Weekly: Trend up overall. The weekly support trend line is still supporting price. The weekly candle closed as a bearish candle. The bearish ‘double top’ evolved. Price closed the week just above the 82.59 area which is the 61.8% fib pull back level from the last major swing high back in mid 2010. This has been a popular ‘hangout’ spot for this index. Kind of like how ‘Subway’ is for my son and his mates!
Daily: Trend ranging. Price chopped mostly sideways this week.
Daily Ichimoku Cloud chart: Price traded in and out of the Cloud all week. It finished the week trading above the Cloud though.
4hr: Trend up/flat. Price chopped mostly sideways this week.
4hr Ichimoku Cloud chart: Price traded below the Cloud all week. This is divergent from the daily charts and suggests further choppiness.
Monthly: Trend down overall but 9 of the last 12 months were bullish. The current monthly candle is printing a bullish candle.
Weekly: Trend up, overall. Price failed to move above the monthly 200 EMA back in January. This level had been major resistance so it was no surprise that price had paused here. Price action had been quite parabolic for ‘risk on’ and subsequently pulled back to the mean of the support trend line. Price bounced off this major support level and has held up for the last 16 weeks. The weekly candle closed as a bullish candle. Price is sitting above the 108.5 S/R level.  The significance of this 108.5 level can be seen if you cast your eyes across the weekly chart. Price really needs to make a clear break away from this area, either up or down, to enable a new momentum move to evolve. There is also still a possible bullish inverse Head and Shoulder’ pattern brewing here though. The neck line looks to be at around the 108.5 level so there would need to be a decisive close and hold above this level to enable it to fully evolve.
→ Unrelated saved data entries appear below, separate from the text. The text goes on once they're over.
// ============================================================================
// mediary-core/src/external/ffmpeg_executor.rs
// ============================================================================
//
// FFMPEG EXECUTOR: FFmpeg Process Management and Abstraction
//
// This module provides abstractions for spawning and interacting with ffmpeg
// processes. The conversion driver only ever hands over a fully compiled
// argument vector, so spawning takes the vector rather than a builder.
//
// KEY COMPONENTS:
// - FfmpegProcess: Trait representing an active ffmpeg process
// - FfmpegSpawner: Trait for creating new ffmpeg processes
// - SidecarSpawner: Concrete implementation using ffmpeg-sidecar
// - StderrTail: Bounded buffer of the last log lines, kept for diagnostics

use crate::error::{
    CoreError, CoreResult, command_failed_error, command_start_error, command_wait_error,
};
use ffmpeg_sidecar::child::FfmpegChild as SidecarChild;
use ffmpeg_sidecar::command::FfmpegCommand;
use ffmpeg_sidecar::event::FfmpegEvent;
use std::collections::VecDeque;
use std::process::ExitStatus;

/// Number of log lines kept for attempt diagnostics.
pub const STDERR_TAIL_LINES: usize = 20;

// --- FFmpeg Execution Abstraction ---

/// Trait representing an active ffmpeg process instance.
pub trait FfmpegProcess {
    /// Processes events from the running command using a provided handler closure.
    fn handle_events<F>(&mut self, handler: F) -> CoreResult<()>
    where
        F: FnMut(FfmpegEvent) -> CoreResult<()>;

    /// Waits for the command to complete and returns its exit status.
    fn wait(&mut self) -> CoreResult<ExitStatus>;
}

/// Trait representing something that can spawn an FfmpegProcess.
pub trait FfmpegSpawner {
    type Process: FfmpegProcess;

    /// Spawns a process for a compiled argument vector. `args[0]` is the
    /// executable.
    fn spawn(&self, args: &[String]) -> CoreResult<Self::Process>;
}

// --- Concrete Implementation using ffmpeg-sidecar ---

/// Wrapper around `ffmpeg_sidecar::child::FfmpegChild` implementing `FfmpegProcess`.
pub struct SidecarProcess(SidecarChild);

impl FfmpegProcess for SidecarProcess {
    fn handle_events<F>(&mut self, mut handler: F) -> CoreResult<()>
    where
        F: FnMut(FfmpegEvent) -> CoreResult<()>,
    {
        let iterator = self.0.iter().map_err(|e| {
            log::error!("Failed to get ffmpeg event iterator: {}", e);
            CoreError::OperationFailed(format!("ffmpeg event stream unavailable: {e}"))
        })?;
        for event in iterator {
            handler(event)?;
        }
        Ok(())
    }

    fn wait(&mut self) -> CoreResult<ExitStatus> {
        self.0
            .wait()
            .map_err(|e| command_wait_error("ffmpeg (sidecar)", e))
    }
}

/// Concrete implementation of `FfmpegSpawner` using `ffmpeg-sidecar`.
#[derive(Debug, Clone, Default)]
pub struct SidecarSpawner;

impl FfmpegSpawner for SidecarSpawner {
    type Process = SidecarProcess;

    fn spawn(&self, args: &[String]) -> CoreResult<Self::Process> {
        let (program, rest) = args.split_first().ok_or_else(|| {
            CoreError::OperationFailed("Cannot spawn an empty ffmpeg command".to_string())
        })?;

        let mut cmd = FfmpegCommand::new_with_path(program);
        cmd.args(rest);
        cmd.spawn()
            .map(SidecarProcess)
            .map_err(|e| command_start_error(program.as_str(), e))
    }
}

/// Keeps the last `capacity` log lines of a process.
#[derive(Debug, Clone)]
pub struct StderrTail {
    lines: VecDeque<String>,
    capacity: usize,
}

impl Default for StderrTail {
    fn default() -> Self {
        Self::new(STDERR_TAIL_LINES)
    }
}

impl StderrTail {
    pub fn new(capacity: usize) -> Self {
        Self {
            lines: VecDeque::with_capacity(capacity),
            capacity,
        }
    }

    pub fn push(&mut self, line: impl Into<String>) {
        if self.capacity == 0 {
            return;
        }
        if self.lines.len() == self.capacity {
            self.lines.pop_front();
        }
        self.lines.push_back(line.into());
    }

    /// Records the text of log and error events; other events are ignored.
    pub fn record(&mut self, event: &FfmpegEvent) {
        match event {
            FfmpegEvent::Log(_, line) | FfmpegEvent::Error(line) => self.push(line.clone()),
            _ => {}
        }
    }

    pub fn into_string(self) -> String {
        Vec::from(self.lines).join("\n")
    }
}

/// Runs a compiled command to completion.
///
/// # Returns
///
/// * `Ok(String)` - The tail of the process log on exit code 0
/// * `Err(CoreError::CommandFailed)` - If the process exits unsuccessfully
/// * `Err(_)` - If the process cannot be spawned or waited on
pub fn run_command<S: FfmpegSpawner>(spawner: &S, args: &[String]) -> CoreResult<String> {
    let mut process = spawner.spawn(args)?;
    let mut tail = StderrTail::default();

    process.handle_events(|event| {
        if let FfmpegEvent::Error(line) = &event {
            log::debug!("ffmpeg: {line}");
        }
        tail.record(&event);
        Ok(())
    })?;

    let status = process.wait()?;
    let stderr = tail.into_string();
    if status.success() {
        Ok(stderr)
    } else {
        let program = args.first().map_or("ffmpeg", String::as_str);
        Err(command_failed_error(program, status, stderr))
    }
}

#[cfg(test)]
mod tests {
    use super::*;
    use ffmpeg_sidecar::event::LogLevel;

    #[test]
    fn test_stderr_tail_keeps_last_lines() {
        let mut tail = StderrTail::new(2);
        tail.record(&FfmpegEvent::Log(LogLevel::Info, "one".to_string()));
        tail.record(&FfmpegEvent::Error("two".to_string()));
        tail.record(&FfmpegEvent::Done);
        tail.record(&FfmpegEvent::Log(LogLevel::Error, "three".to_string()));
        assert_eq!(tail.into_string(), "two\nthree");
    }

    #[test]
    fn test_empty_command_cannot_spawn() {
        let result = SidecarSpawner.spawn(&[]);
        assert!(matches!(result, Err(CoreError::OperationFailed(_))));
    }
}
Price looks like it might try and make another attempt at breaking up through the monthly 200 EMA though.
Daily: Trend ranging. Price action from this week has now meant that price seems to be chopping around in more of a rising trading channel than a rising triangle.
Daily Ichimoku Cloud chart: Price chopped sideways above the Cloud all week.  The point to note here now is how the Cloud, below price, is thinning and won’t offer as much support to future price action.
4 hr: Trend choppy & ranging. Price action chopped around above the 108.5 level for most of the week. 
4hr Ichimoku Cloud chart: Price traded above the Cloud all week. This is in alignment with the daily chart and supports ‘risk on’.

Choppy markets + Ichimoku: The Ichimoku charts chopped in and out of alignment during the week. The indices have finished the week divergent though. Previous alignment has often resulted in extended trending periods. I’ll be watching closely to see if any alignment returns, for ‘risk on’ or ‘risk off’, and if this is able to develop more fully.
The EURX: The EURX is holding up above the Ichimoku Cloud which is bullish but needs to break clear out of the trading channel, either up or down!, before any decent momentum can build.  
USDX: I’m still hoping to see this index can either clear the 84 level or break the weekly support trend line. It’s in a bit of ‘no man’s land’ at the moment.

Note: The analysis provided above is based purely on technical analysis of the current chart set ups. As always, Fundamental style events, by way of any Euro zone based dramas and/or news announcements, continue to be unpredictable triggers for price movement on the indices.  These events will always have the potential to undermine any technical analysis.